• THE DATA
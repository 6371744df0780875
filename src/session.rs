use crate::ability::Ability;
use crate::audio::{AudioSink, HeadlessAudio};
use crate::boss::{BossEncounter, EncounterStatus, BOSS_LEVEL_ID, BOSS_TRACK};
use crate::cassette::track_display_name;
use crate::cassette::Track;
use crate::dialogue::{DialogueSystem, NoticeBoard};
use crate::level::LevelCatalog;
use crate::level_run::{LevelEvent, LevelRun};
use crate::minigame::{MiniGame, MiniGameKind, MiniGameOutcome};
use crate::particles::ParticleSystem;
use crate::player::PlayerInput;
use crate::progression::{ProgressEvent, Progression};
use crate::quest::QuestTracker;
use crate::rhythm::{BattleResult, RhythmBattle, LANES};
use crate::rules::GameRules;
use crate::save::{KeyValueStore, SaveError, SaveSystem};
use rand::rngs::StdRng;
use rand::SeedableRng;
use tracing::{debug, info, warn};

#[derive(Debug, Clone, Default)]
pub struct FrameInput {
    pub player: PlayerInput,
    pub lanes: [bool; LANES],
    pub advance_dialogue: bool,
    pub skip_dialogue: bool,
    pub typed: Vec<char>,
    pub backspace: bool,
    pub submit: bool,
}

impl FrameInput {
    /// Input for catch-up ticks: held movement only, no presses.
    pub fn held_only(&self) -> Self {
        Self {
            player: self.player.held_only(),
            ..Self::default()
        }
    }
}

#[derive(Debug, Clone)]
pub enum Mode {
    Idle,
    Level(LevelRun),
    Boss(BossEncounter),
    Rhythm(RhythmBattle),
    MiniGame(MiniGame),
}

impl Mode {
    pub fn name(&self) -> &'static str {
        match self {
            Mode::Idle => "idle",
            Mode::Level(_) => "level",
            Mode::Boss(_) => "boss",
            Mode::Rhythm(_) => "rhythm",
            Mode::MiniGame(_) => "mini_game",
        }
    }
}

• EXERCISE PROMPT
Word for word, give the records again.

• RESPONSE
repository 6371744df0780875
filename src/session.rs
use crate::ability::Ability;
use crate::audio::{AudioSink, HeadlessAudio};
use crate::boss::{BossEncounter, EncounterStatus, BOSS_LEVEL_ID, BOSS_TRACK};
use crate::cassette::track_display_name;
use crate::cassette::Track;
use crate::dialogue::{DialogueSystem, NoticeBoard};
use crate::level::LevelCatalog;
use crate::level_run::{LevelEvent, LevelRun};
use crate::minigame::{MiniGame, MiniGameKind, MiniGameOutcome};
use crate::particles::ParticleSystem;
use crate::player::PlayerInput;
use crate::progression::{ProgressEvent, Progression};
use crate::quest::QuestTracker;
use crate::rhythm::{BattleResult, RhythmBattle, LANES};
use crate::rules::GameRules;
use crate::save::{KeyValueStore, SaveError, SaveSystem};
use rand::rngs::StdRng;
use rand::SeedableRng;
use tracing::{debug, info, warn};

#[derive(Debug, Clone, Default)]
pub struct FrameInput {
    pub player: PlayerInput,
    pub lanes: [bool; LANES],
    pub advance_dialogue: bool,
    pub skip_dialogue: bool,
    pub typed: Vec<char>,
    pub backspace: bool,
    pub submit: bool,
}

impl FrameInput {
    /// Input for catch-up ticks: held movement only, no presses.
    pub fn held_only(&self) -> Self {
        Self {
            player: self.player.held_only(),
            ..Self::default()
        }
    }
}

#[derive(Debug, Clone)]
pub enum Mode {
    Idle,
    Level(LevelRun),
    Boss(BossEncounter),
    Rhythm(RhythmBattle),
    MiniGame(MiniGame),
}

impl Mode {
    pub fn name(&self) -> &'static str {
        match self {
            Mode::Idle => "idle",
            Mode::Level(_) => "level",
            Mode::Boss(_) => "boss",
            Mode::Rhythm(_) => "rhythm",
            Mode::MiniGame(_) => "mini_game",
        }
    }
}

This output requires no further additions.